Their calculations for that decline largely match what I presented yesterday, especially the likely inflection importantly dating to around 1984.
The paper also identifies a global issue with labor compensation, where even in countries like China that have been on the receiving end of offshoring (from the US perspective) the imbalance is still present.
It is worth noting that this account is plausibly consistent with declines in labor shares not only in source countries, such as the U.S., but also in the destination countries to which production is offshored, such as China. This is important if, as Karabarbounis and Neiman (2013) suggest, declines in labor’s share have occurred globally. In particular, it is possible that offshored production processes that are labor-intensive by U.S. standards also are capital-intensive relative to existing production in China. [emphasis added]
This is an enormously important point, one that I don’t think the authors fully appreciated outside the narrow context of their paper. And it is in this point where the monetary explanation for the last few decades escapes the confines of assumed neutrality. In other words, as I have written before, NAFTA was only one part of the “giant sucking sound”, the other more prerequisite part was the eurodollar system. It was never enough that these countries held out a deep pool of cheap labor, there had to be a mechanism to mobilize it from the view of finance: from new facilities to logistics of resources (and even graft) and then to keep it all liquid and flowing.

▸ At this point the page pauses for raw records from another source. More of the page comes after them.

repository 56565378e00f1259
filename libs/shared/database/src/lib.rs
pub mod supabase;
use std::env;
use tracing::warn;

#[derive(Debug, Clone)]
pub struct AppConfig {
    pub supabase_url: String,
    pub supabase_anon_key: String,
    pub supabase_jwt_secret: String,
    pub redis_url: Option<String>,
    pub bind_port: u16,
}

impl AppConfig {
    pub fn from_env() -> Self {
        let config = Self {
            supabase_url: env::var("SUPABASE_URL")
                .unwrap_or_else(|_| {
                    warn!("SUPABASE_URL not set, using empty value");
                    String::new()
                }),
            supabase_anon_key: env::var("SUPABASE_ANON_PUBLIC_KEY")
                .unwrap_or_else(|_| {
                    warn!("SUPABASE_ANON_PUBLIC_KEY not set, using empty value");
                    String::new()
                }),
            supabase_jwt_secret: env::var("SUPABASE_JWT_SECRET")
                .unwrap_or_else(|_| {
                    warn!("SUPABASE_JWT_SECRET not set, using empty value");
                    String::new()
                }),
            redis_url: env::var("REDIS_URL").ok(),
            bind_port: env::var("PORT")
                .ok()
                .and_then(|p| p.parse().ok())
                .unwrap_or(3000),
        };

        if !config.is_configured() {
            warn!("Application not fully configured - missing environment variables");
        }

        config
    }

    pub fn is_configured(&self) -> bool {
        !self.supabase_url.is_empty()
            && !self.supabase_anon_key.is_empty()
            && !self.supabase_jwt_secret.is_empty()
    }

    pub fn is_cache_configured(&self) -> bool {
        self.redis_url.as_deref().is_some_and(|url| !url.is_empty())
    }
}
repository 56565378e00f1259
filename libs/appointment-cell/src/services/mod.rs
pub mod access;
pub mod overlap;
pub mod scheduling;
pub mod slots;
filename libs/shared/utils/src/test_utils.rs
use std::sync::Arc;

use base64::{engine::general_purpose::URL_SAFE_NO_PAD, Engine as _};
use chrono::{Duration, Utc};
use hmac::{Hmac, Mac};
use serde_json::json;
use sha2::Sha256;
use uuid::Uuid;

use shared_config::AppConfig;

pub struct TestConfig {
    pub jwt_secret: String,
    pub supabase_url: String,
    pub supabase_anon_key: String,
}

impl Default for TestConfig {
    fn default() -> Self {
        Self {
            jwt_secret: "test-secret-key-for-jwt-validation-must-be-long-enough".to_string(),
            supabase_url: "http://localhost:54321".to_string(),
            supabase_anon_key: "test-anon-key".to_string(),
        }
    }
}

impl TestConfig {
    pub fn to_app_config(&self) -> AppConfig {
        AppConfig {
            supabase_url: self.supabase_url.clone(),
            supabase_anon_key: self.supabase_anon_key.clone(),
            supabase_jwt_secret: self.jwt_secret.clone(),
            redis_url: None,
            bind_port: 0,
        }
    }

    pub fn to_arc(&self) -> Arc<AppConfig> {
        Arc::new(self.to_app_config())
    }
}

pub struct TestUser {
    pub id: String,
    pub email: String,
    pub role: String,
}

impl Default for TestUser {
    fn default() -> Self {
        Self {
            id: Uuid::new_v4().to_string(),
            email: "test@example.com".to_string(),
            role: "patient".to_string(),
        }
    }
}

impl TestUser {
    pub fn new(email: &str, role: &str) -> Self {
        Self {
            id: Uuid::new_v4().to_string(),
            email: email.to_string(),
            role: role.to_string(),
        }
    }

    pub fn with_id(id: &str, role: &str) -> Self {
        Self {
            id: id.to_string(),
            email: format!("{role}@example.com"),
            role: role.to_string(),
        }
    }
}

pub struct JwtTestUtils;

impl JwtTestUtils {
    /// Mint a signed HS256 token the auth middleware will accept.
    pub fn create_token(user: &TestUser, secret: &str) -> String {
        let header = json!({ "alg": "HS256", "typ": "JWT" });
        let claims = json!({
            "sub": user.id,
            "email": user.email,
            "role": user.role,
            "iat": Utc::now().timestamp(),
            "exp": (Utc::now() + Duration::hours(1)).timestamp(),
        });

        let header_b64 = URL_SAFE_NO_PAD.encode(header.to_string());
        let claims_b64 = URL_SAFE_NO_PAD.encode(claims.to_string());
        let payload = format!("{header_b64}.{claims_b64}");

        let mut mac = Hmac::<Sha256>::new_from_slice(secret.as_bytes())
            .expect("HMAC accepts any key length");
        mac.update(payload.as_bytes());
        let signature = URL_SAFE_NO_PAD.encode(mac.finalize().into_bytes());

        format!("{payload}.{signature}")
    }

    pub fn create_expired_token(user: &TestUser, secret: &str) -> String {
        let header = json!({ "alg": "HS256", "typ": "JWT" });
        let claims = json!({
            "sub": user.id,
            "email": user.email,
            "role": user.role,
            "iat": (Utc::now() - Duration::hours(2)).timestamp(),
            "exp": (Utc::now() - Duration::hours(1)).timestamp(),
        });

        let header_b64 = URL_SAFE_NO_PAD.encode(header.to_string());
        let claims_b64 = URL_SAFE_NO_PAD.encode(claims.to_string());
        let payload = format!("{header_b64}.{claims_b64}");

        let mut mac = Hmac::<Sha256>::new_from_slice(secret.as_bytes())
            .expect("HMAC accepts any key length");
        mac.update(payload.as_bytes());
        let signature = URL_SAFE_NO_PAD.encode(mac.finalize().into_bytes());

        format!("{payload}.{signature}")
    }
}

That was the eurodollar, and I believe that is why the “giant sucking sound” didn’t happen immediately following NAFTA. It wasn’t until after 1995 and really the collapse of the dot-com bubble where the eurodollar system truly got going; and then US manufacturing jobs did.
The 2013 Brookings paper even cites prior evidence as to these nascent conditions:
Feenstra and Hanson (1996b), for example, note the importance of increased capital flows from the United States to Mexico in reconciling wage movements associated with offshoring between these two economies. [emphasis added]
Working backward, then, without the eurodollar’s monetary and credit capabilities there may not have been so much offshoring, therefore the US economic position may not have been so weakened, and the massive imbalances of the early 21st century corrected before there was ever a Great “Recession” leading to depression. I would call that protracted nonneutrality.
In its conclusions, the authors figure that “the import exposure of U.S. businesses can account for 3.3 percentage points of the 3.9 percentage point decline in the U.S. payroll share over the past quarter century.” Given that this evidence is, too, a regression, take it for what it may be worth. Without that payroll share, however, the global economy was highly susceptible to a monetary reversal, which did come in waves, only starting in 2008 but reaching the EM side more clearly in 2013 and the “rising dollar” after. That has left the world economy stuck in a depression that Economists will never understand so long as they irrationally prioritize renormalized mathematics over economics (small “e”).
Economists are mathematicians first and hold very little expertise about economy outside of statistics. In other words, we don’t actually need to be afraid of the complex equations because it’s not necessary to limit our challenges to them to their own mathematical terms (that’s what the media and politicians do). But even when you do enter their alternate statistical reality, it’s not really all that difficult, either. If it seems like Economists can’t get anything right it’s because they can’t. Economics is a mathematical illusion standing in for competence, nothing more. Until politicians stop cowering in fear of it, however, we are all stuck until something really breaks.
Ignorance as established doctrine is no longer tolerable and hasn’t really been for a full decade now. So long as it is tolerated, this depression will continue, at least until that can no longer be tolerated.